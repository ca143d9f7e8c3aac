//! CSV reading payload
//!
//! Wire shape: `tempC,avgTempC,pressKPa,avgPressKPa`, three decimals each,
//! e.g. `23.412,23.120,101.600,101.700`.

use serde::{Deserialize, Serialize};
use std::fmt;
use std::str::FromStr;
use thiserror::Error;

/// Errors while parsing a payload
#[derive(Debug, Clone, PartialEq, Eq, Error)]
pub enum PayloadError {
    #[error("Expected 4 fields, got {0}")]
    FieldCount(usize),

    #[error("Invalid number in field {index}: {value:?}")]
    InvalidNumber { index: usize, value: String },
}

/// One published reading: raw and smoothed temperature and pressure
#[derive(Debug, Clone, Copy, PartialEq, Serialize, Deserialize)]
pub struct ReadingPayload {
    /// Raw temperature (°C)
    pub temperature_c: f32,
    /// Moving-average temperature (°C)
    pub avg_temperature_c: f32,
    /// Raw pressure (kPa)
    pub pressure_kpa: f32,
    /// Moving-average pressure (kPa)
    pub avg_pressure_kpa: f32,
}

impl ReadingPayload {
    /// Render the payload bytes
    pub fn to_bytes(&self) -> Vec<u8> {
        self.to_string().into_bytes()
    }
}

impl fmt::Display for ReadingPayload {
    fn fmt(&self, f: &mut fmt::Formatter<'_>) -> fmt::Result {
        write!(
            f,
            "{:.3},{:.3},{:.3},{:.3}",
            self.temperature_c, self.avg_temperature_c, self.pressure_kpa, self.avg_pressure_kpa
        )
    }
}

impl FromStr for ReadingPayload {
    type Err = PayloadError;

    fn from_str(s: &str) -> Result<Self, Self::Err> {
        let fields: Vec<&str> = s.trim().split(',').collect();
        if fields.len() != 4 {
            return Err(PayloadError::FieldCount(fields.len()));
        }

        let mut values = [0.0f32; 4];
        for (index, (slot, field)) in values.iter_mut().zip(&fields).enumerate() {
            *slot = field
                .trim()
                .parse()
                .map_err(|_| PayloadError::InvalidNumber {
                    index,
                    value: field.to_string(),
                })?;
        }

        Ok(Self {
            temperature_c: values[0],
            avg_temperature_c: values[1],
            pressure_kpa: values[2],
            avg_pressure_kpa: values[3],
        })
    }
}
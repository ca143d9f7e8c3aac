//! Sample record and source trait

use std::time::Instant;

/// One sensor reading
///
/// Plain `Copy` value with no heap ownership, so it can be moved through the
/// transport queue by a byte copy.
#[derive(Debug, Clone, Copy, PartialEq)]
pub struct SensorSample {
    /// Capture time
    pub timestamp: Instant,
    /// Temperature in degrees Celsius
    pub temperature_c: f32,
    /// Pressure in kilopascals
    pub pressure_kpa: f32,
}

impl SensorSample {
    /// Create a sample stamped with the current time
    pub fn now(temperature_c: f32, pressure_kpa: f32) -> Self {
        Self {
            timestamp: Instant::now(),
            temperature_c,
            pressure_kpa,
        }
    }
}

/// Pull-style producer of samples
pub trait SampleSource {
    /// Produce the next sample
    fn produce(&mut self) -> SensorSample;
}

impl<F> SampleSource for F
where
    F: FnMut() -> SensorSample,
{
    fn produce(&mut self) -> SensorSample {
        self()
    }
}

◆ Assigned task
Set down, from the entries above, exactly the lines from the one with "#[derive(Debug, Clone, Copy, PartialEq, Serialize, Deserialize)]" up to and including the one with "pub fn to_bytes(&self)", and no other lines.

◆ Answer below
#[derive(Debug, Clone, Copy, PartialEq, Serialize, Deserialize)]
pub struct ReadingPayload {
    /// Raw temperature (°C)
    pub temperature_c: f32,
    /// Moving-average temperature (°C)
    pub avg_temperature_c: f32,
    /// Raw pressure (kPa)
    pub pressure_kpa: f32,
    /// Moving-average pressure (kPa)
    pub avg_pressure_kpa: f32,
}

impl ReadingPayload {
    /// Render the payload bytes
    pub fn to_bytes(&self) -> Vec<u8> {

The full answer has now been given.